JSTOR, as was said by multiple individuals above, is a perfect candidate to approach. They're non-profit, they have some fulltext, and they could help greatly with out history articles. I have access, and, aside from my semi-permanent habit of navel-gazing, JSTOR was used in some way or another in partically ever article I've substantially edited in the last two years. I imagine my experiences are pretty typical.
Also, perhaps controversially, it seems to me humanities databases are a tiny bit more "within the scope of wikipedia" than the lastest scientific journals. I'd like to see both, but most of the people who need the absolutely lastest, up-to-date word on protein kinases probably have access to the relevant papers already. But humanities change more slowly-- an article on the causes of the french revolution may gradully evolve due to new discoveries-- but not nearly as fast a cutting-edge science article would. There's also a lower field to entry for history/humanities: anyone who is literate can read an article on the Taiping Rebellion-- but a smaller population has the prereqs to immediately read an article about eigenvectors.
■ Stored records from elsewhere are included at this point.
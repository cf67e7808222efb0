//! Domain error types

use thiserror::Error;

/// Domain-level errors
#[derive(Error, Debug, Clone, PartialEq, Eq)]
pub enum DomainError {
    #[error("Invalid {entity} transition: {from} -> {to}")]
    InvalidTransition {
        entity: &'static str,
        from: String,
        to: String,
    },

    #[error("Step not found: {0}")]
    StepNotFound(String),

    #[error("Invalid plan: {0}")]
    InvalidPlan(String),

    #[error("Unknown {kind}: {value}")]
    UnknownVariant { kind: &'static str, value: String },
}

impl DomainError {
    pub(crate) fn transition(
        entity: &'static str,
        from: impl std::fmt::Display,
        to: impl std::fmt::Display,
    ) -> Self {
        DomainError::InvalidTransition {
            entity,
            from: from.to_string(),
            to: to.to_string(),
        }
    }

    /// Check if this error is a rejected status transition
    pub fn is_invalid_transition(&self) -> bool {
        matches!(self, DomainError::InvalidTransition { .. })
    }
}
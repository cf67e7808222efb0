//! Durable mirror for the memory store.
//!
//! Every store operation is mirrored to a stable location keyed by collection
//! and entity id. Mirror failures are logged by the store, never propagated.

use serde_json::Value;
use thiserror::Error;

#[derive(Error, Debug, Clone, PartialEq, Eq)]
#[error("Persistence error: {0}")]
pub struct PersistenceError(pub String);

pub trait MemoryPersistence: Send + Sync {
    /// Write (or overwrite) one record.
    fn persist(&self, collection: &str, id: &str, value: &Value) -> Result<(), PersistenceError>;
}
That's not to say the latest science journals wouldn't be useful. After all, the true goal here is access for EVERYONE to EVERYTHING.
But, as others have said, JSTOR definitely looks like the low-hanging fruit that might yield the most bang for a foundation's buck.
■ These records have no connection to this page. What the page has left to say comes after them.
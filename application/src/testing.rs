//! In-crate test doubles shared by service and use-case tests.

use crate::ports::collaborator_error::CollaboratorError;
use crate::ports::file_system::FileSystem;
use crate::ports::lifecycle::LifecycleNotifier;
use async_trait::async_trait;
use std::collections::{BTreeMap, HashSet};
use std::sync::Mutex;
use taskpilot_domain::{FileEntry, LifecycleEvent};

/// File system backed by a map; paths are stored relative, without `./`.
#[derive(Default)]
pub(crate) struct InMemoryFileSystem {
    pub(crate) files: Mutex<BTreeMap<String, String>>,
    /// Writes to these paths fail with `PermissionDenied`
    pub(crate) read_only: HashSet<String>,
}

impl InMemoryFileSystem {
    pub(crate) fn with_files(files: &[(&str, &str)]) -> Self {
        Self {
            files: Mutex::new(
                files
                    .iter()
                    .map(|(p, c)| (p.to_string(), c.to_string()))
                    .collect(),
            ),
            read_only: HashSet::new(),
        }
    }

    pub(crate) fn read_only(mut self, path: &str) -> Self {
        self.read_only.insert(path.to_string());
        self
    }

    pub(crate) fn get(&self, path: &str) -> Option<String> {
        self.files.lock().unwrap().get(path).cloned()
    }
}

fn clean(path: &str) -> String {
    path.trim_start_matches("./").trim_matches('/').to_string()
}

#[async_trait]
impl FileSystem for InMemoryFileSystem {
    fn root(&self) -> String {
        "/workspace".to_string()
    }

    async fn read_file(&self, path: &str) -> Result<String, CollaboratorError> {
        self.get(&clean(path))
            .ok_or_else(|| CollaboratorError::NotFound(path.to_string()))
    }

    async fn write_file(&self, path: &str, content: &str) -> Result<(), CollaboratorError> {
        let path = clean(path);
        if self.read_only.contains(&path) {
            return Err(CollaboratorError::PermissionDenied(path));
        }
        self.files.lock().unwrap().insert(path, content.to_string());
        Ok(())
    }

    async fn delete_file(&self, path: &str) -> Result<(), CollaboratorError> {
        self.files
            .lock()
            .unwrap()
            .remove(&clean(path))
            .map(|_| ())
            .ok_or_else(|| CollaboratorError::NotFound(path.to_string()))
    }

    async fn list_files(
        &self,
        path: &str,
        _recursive: bool,
    ) -> Result<Vec<FileEntry>, CollaboratorError> {
        let prefix = clean(path);
        Ok(self
            .files
            .lock()
            .unwrap()
            .iter()
            .filter(|(p, _)| prefix.is_empty() || prefix == "." || p.starts_with(&prefix))
            .map(|(p, c)| FileEntry::file(p.clone(), c.len() as u64))
            .collect())
    }

    async fn create_directory(&self, _path: &str) -> Result<(), CollaboratorError> {
        Ok(())
    }
}

/// Records every event it is notified of
#[derive(Default)]
pub(crate) struct RecordingNotifier {
    pub(crate) events: Mutex<Vec<LifecycleEvent>>,
}

impl RecordingNotifier {
    pub(crate) fn types(&self) -> Vec<&'static str> {
        self.events
            .lock()
            .unwrap()
            .iter()
            .map(LifecycleEvent::event_type)
            .collect()
    }
}

impl LifecycleNotifier for RecordingNotifier {
    fn notify(&self, event: &LifecycleEvent) {
        self.events.lock().unwrap().push(event.clone());
    }
}
//! HTTP browser
//!
//! Search goes through the DuckDuckGo Instant Answer API (no API key); the
//! abstract source and related topics become [`SearchResult`]s. Page visits
//! are plain GETs, with HTML reduced to readable text.

mod html;

pub use html::{ExtractedPage, extract_page, html_to_text};

use async_trait::async_trait;
use serde_json::Value;
use std::time::Duration;
use taskpilot_application::ports::browser::{PageContent, SearchOptions, SearchResult, VisitOptions};
use taskpilot_application::{Browser, CollaboratorError};
use tracing::debug;

/// DuckDuckGo Instant Answer API endpoint (no API key required).
const DDG_API_URL: &str = "https://api.duckduckgo.com/";

/// Maximum response body size (5 MB)
const MAX_BODY_SIZE: usize = 5 * 1024 * 1024;

const REQUEST_TIMEOUT: Duration = Duration::from_secs(30);

pub struct HttpBrowser {
    client: reqwest::Client,
    search_url: String,
}

impl HttpBrowser {
    pub fn new() -> Result<Self, CollaboratorError> {
        let client = reqwest::Client::builder()
            .timeout(REQUEST_TIMEOUT)
            .user_agent(concat!("taskpilot/", env!("CARGO_PKG_VERSION")))
            .build()
            .map_err(|e| CollaboratorError::Network(e.to_string()))?;
        Ok(Self {
            client,
            search_url: DDG_API_URL.to_string(),
        })
    }

    pub fn with_search_url(mut self, url: impl Into<String>) -> Self {
        self.search_url = url.into();
        self
    }
}

fn network_error(err: reqwest::Error) -> CollaboratorError {
    if err.is_timeout() {
        CollaboratorError::Timeout(REQUEST_TIMEOUT.as_secs())
    } else {
        CollaboratorError::Network(err.to_string())
    }
}

/// DDG topic text reads "Title - description"; fall back to the whole text.
fn split_topic(text: &str) -> (String, String) {
    match text.split_once(" - ") {
        Some((title, _)) => (title.trim().to_string(), text.to_string()),
        None => (text.to_string(), text.to_string()),
    }
}

/// Turn an Instant Answer payload into ranked results.
fn parse_instant_answer(data: &Value, max_results: usize) -> Vec<SearchResult> {
    let mut results = Vec::new();

    if let Some(url) = data["AbstractURL"].as_str()
        && !url.is_empty()
    {
        let heading = data["Heading"].as_str().unwrap_or_default();
        let source = data["AbstractSource"].as_str().unwrap_or("Abstract");
        results.push(SearchResult {
            title: if heading.is_empty() { source.to_string() } else { heading.to_string() },
            url: url.to_string(),
            snippet: data["AbstractText"].as_str().unwrap_or_default().to_string(),
        });
    }

    // Topic groups nest their entries under "Topics"
    let mut push_topic = |topic: &Value| {
        if let (Some(text), Some(url)) = (topic["Text"].as_str(), topic["FirstURL"].as_str())
            && !text.is_empty()
            && !url.is_empty()
        {
            let (title, snippet) = split_topic(text);
            results.push(SearchResult {
                title,
                url: url.to_string(),
                snippet,
            });
        }
    };
    for topic in data["RelatedTopics"].as_array().into_iter().flatten() {
        match topic["Topics"].as_array() {
            Some(group) => group.iter().for_each(&mut push_topic),
            None => push_topic(topic),
        }
    }

    results.truncate(max_results);
    results
}

fn truncate_text(mut text: String, max_bytes: usize) -> String {
    if text.len() > max_bytes {
        let mut end = max_bytes;
        while !text.is_char_boundary(end) {
            end -= 1;
        }
        text.truncate(end);
    }
    text
}

#[async_trait]
impl Browser for HttpBrowser {
    async fn search(
        &self,
        query: &str,
        options: &SearchOptions,
    ) -> Result<Vec<SearchResult>, CollaboratorError> {
        if query.trim().is_empty() {
            return Err(CollaboratorError::InvalidInput("empty search query".into()));
        }

        let response = self
            .client
            .get(&self.search_url)
            .query(&[
                ("q", query),
                ("format", "json"),
                ("no_html", "1"),
                ("skip_disambig", "1"),
            ])
            .send()
            .await
            .map_err(network_error)?;

        if !response.status().is_success() {
            return Err(CollaboratorError::Network(format!(
                "Search API returned {}",
                response.status()
            )));
        }

        let body: Value = response
            .json()
            .await
            .map_err(|e| CollaboratorError::Network(format!("Bad search response: {}", e)))?;
        let results = parse_instant_answer(&body, options.max_results);
        debug!(query, count = results.len(), "Search complete");
        Ok(results)
    }

    async fn visit_url(
        &self,
        url: &str,
        options: &VisitOptions,
    ) -> Result<PageContent, CollaboratorError> {
        if !(url.starts_with("http://") || url.starts_with("https://")) {
            return Err(CollaboratorError::InvalidInput(format!(
                "unsupported URL scheme: {}",
                url
            )));
        }

        let response = self.client.get(url).send().await.map_err(network_error)?;
        let status = response.status();
        if status.as_u16() == 404 {
            return Err(CollaboratorError::NotFound(url.to_string()));
        }
        if !status.is_success() {
            return Err(CollaboratorError::Network(format!(
                "HTTP error: {} {}",
                status.as_u16(),
                status.canonical_reason().unwrap_or("Unknown")
            )));
        }
        if response.content_length().unwrap_or(0) > MAX_BODY_SIZE as u64 {
            return Err(CollaboratorError::InvalidInput(format!(
                "Response too large (max: {} bytes)",
                MAX_BODY_SIZE
            )));
        }

        let content_type = response
            .headers()
            .get(reqwest::header::CONTENT_TYPE)
            .and_then(|v| v.to_str().ok())
            .unwrap_or("")
            .to_string();
        let final_url = response.url().to_string();
        let body = response.bytes().await.map_err(network_error)?;
        if body.len() > MAX_BODY_SIZE {
            return Err(CollaboratorError::InvalidInput(format!(
                "Response too large: {} bytes",
                body.len()
            )));
        }
        let content = String::from_utf8_lossy(&body).to_string();

        let is_html = content_type.contains("text/html") || content_type.contains("xhtml");
        let (title, text) = if is_html {
            let page = extract_page(&content);
            (page.title, page.text)
        } else {
            (None, content.clone())
        };

        Ok(PageContent {
            url: final_url,
            title,
            status_code: status.as_u16(),
            content: truncate_text(content, MAX_BODY_SIZE),
            text_content: truncate_text(text, options.max_text_bytes),
        })
    }
}

#[cfg(test)]
mod tests {
    use super::*;
    use serde_json::json;

    #[test]
    fn test_parse_instant_answer() {
        let data = json!({
            "Heading": "Rust (programming language)",
            "AbstractText": "Rust is a systems programming language.",
            "AbstractSource": "Wikipedia",
            "AbstractURL": "https://en.wikipedia.org/wiki/Rust_(programming_language)",
            "RelatedTopics": [
                {"Text": "Cargo - Rust package manager", "FirstURL": "https://duckduckgo.com/Cargo"},
                {"Name": "See also", "Topics": [
                    {"Text": "Tokio runtime", "FirstURL": "https://duckduckgo.com/Tokio"}
                ]},
                {"Text": "", "FirstURL": "https://duckduckgo.com/empty"}
            ]
        });

        let results = parse_instant_answer(&data, 5);
        assert_eq!(results.len(), 3);
        assert_eq!(results[0].title, "Rust (programming language)");
        assert_eq!(results[1].title, "Cargo");
        assert_eq!(results[1].snippet, "Cargo - Rust package manager");
        assert_eq!(results[2].url, "https://duckduckgo.com/Tokio");

        assert_eq!(parse_instant_answer(&data, 1).len(), 1);
    }

    #[test]
    fn test_empty_answer_has_no_results() {
        let data = json!({"AbstractURL": "", "RelatedTopics": []});
        assert!(parse_instant_answer(&data, 5).is_empty());
    }

    #[test]
    fn test_truncate_text_respects_char_boundaries() {
        assert_eq!(truncate_text("héllo".to_string(), 2), "h");
        assert_eq!(truncate_text("short".to_string(), 10), "short");
    }

    #[tokio::test]
    async fn test_visit_rejects_non_http_urls() {
        let browser = HttpBrowser::new().unwrap();
        let err = browser
            .visit_url("file:///etc/passwd", &VisitOptions::default())
            .await
            .unwrap_err();
        assert!(matches!(err, CollaboratorError::InvalidInput(_)));
    }
}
On 12/21/08, Nick heligolandwp@googlemail.com wrote:
The idea is a good one, the idea of accessing material online came out of something I suggested (and I seriously doubt I'm alone in doing) in suggesting we find volunteers who could be trusted to verify the content of books being used as references in the case of more contentious and potentially problematic BLPs - asking people to go to libraries, find books and verify what is being inferred in a reference actually exists in the book.
If we can get access to those books for a small pool of trusted users, administrators and such, then that would be brilliant, but I see a couple of problems, I'd say 25% of our biographies are on fairly well known people with plenty of reliable material freely available online, the Einsteins of this world, the bulk of our biogs, say 50-60% are on less well known people where information is harder to come by, but most likely accessible through something like JSTOR, the remainder of our biogs - they would need access to specialist press and publications, stuff that academic targeted resources like JSTOR doesn't really include.
Of course, JSTOR and access to scientific journals could be useful in improving the content of our articles on various scientific stuff, various history journals for our articles of history and so on.